Scraping publicly visible Amazon data is generally legal in many jurisdictions, but Amazon's terms of service restrict automated access. A few practical rules:

  • Only collect public, non-authenticated content.
  • Keep request rates reasonable.
  • Personal data scraped from reviews (names, opinions) is subject to GDPR and CCPA. Treat it the way you would any personal data — minimise collection, secure storage, honour deletion requests.

This repository is not legal advice. Review Amazon's ToS and the regulations that apply to your jurisdiction before running anything in production.

FAQ

Can I scrape Amazon reviews without getting blocked?

Yes. The ScrapingBee Web Scraping API automatically manages proxies and headers to avoid blocks, even from JavaScript-heavy pages like Amazon reviews.

Do I need a headless browser to scrape Amazon?

Yes, but not on your machine.
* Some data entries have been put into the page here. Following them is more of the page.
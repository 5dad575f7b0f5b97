//! # Observability Module
//!
//! Logging and request tracing for the Agora node:
//!
//! - **Structured Logging**: pretty or JSON output filtered by level
//! - **Request Tracing**: request IDs propagated through a span and echoed
//!   in the `x-request-id` response header
//!
//! ## Usage
//!
//! ```rust,ignore
//! use axum::Router;
//! use agora_node::observability::{init_logging, request_id_layer, LogFormat};
//!
//! init_logging("info", LogFormat::parse("json"));
//!
//! let app: Router<()> = Router::new().layer(request_id_layer());
//! ```

mod logging;
pub mod middleware;

pub use logging::{init_logging, LogFormat};
pub use middleware::{request_id_layer, MiddlewareLayer, RequestId, REQUEST_ID_HEADER};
ScrapingBee has built-in JavaScript rendering, so you do not need to install or maintain Puppeteer, Playwright, or Selenium locally.

How many reviews can I scrape from Amazon?

As many as you need. Provide the list of ASINs to the script and it will target each product page. Stay within your plan's rate and credit limits.

Can I use this method for different Amazon countries (UK, DE, FR)?

Yes. Set country_code in the API request (e.g. "country_code": "de" for Germany) and change the URL host to match (amazon.de). If a country does not return the expected results, switch on premium_proxy=True for residential IPs.

How do I scrape all the reviews for a product, not just the first page?

Use the infinite_scroll instruction in js_scenario (see Load more reviews). Each scroll cycle loads more reviews into the DOM before extraction runs.

Why am I getting empty results?

Two common causes: the country_code does not match the Amazon regional domain in the URL, or the JavaScript scenario timing is too short for a slow-loading page. Bump the wait values from 2000 to 3500 ms and verify the review widget actually renders.

How much does each request cost?

A standard request with JavaScript rendering and a basic scenario is 25 credits. Using premium_proxy doubles that, and stealth_proxy raises it further. The free 1,000-credit tier gets you roughly 40 of these requests for evaluation.

Can I scrape reviews from third-party sellers?

This script targets the product detail page, so it returns the product's reviews regardless of which seller owns the buy box at request time. Seller-specific review pages are a separate URL pattern and a separate scrape.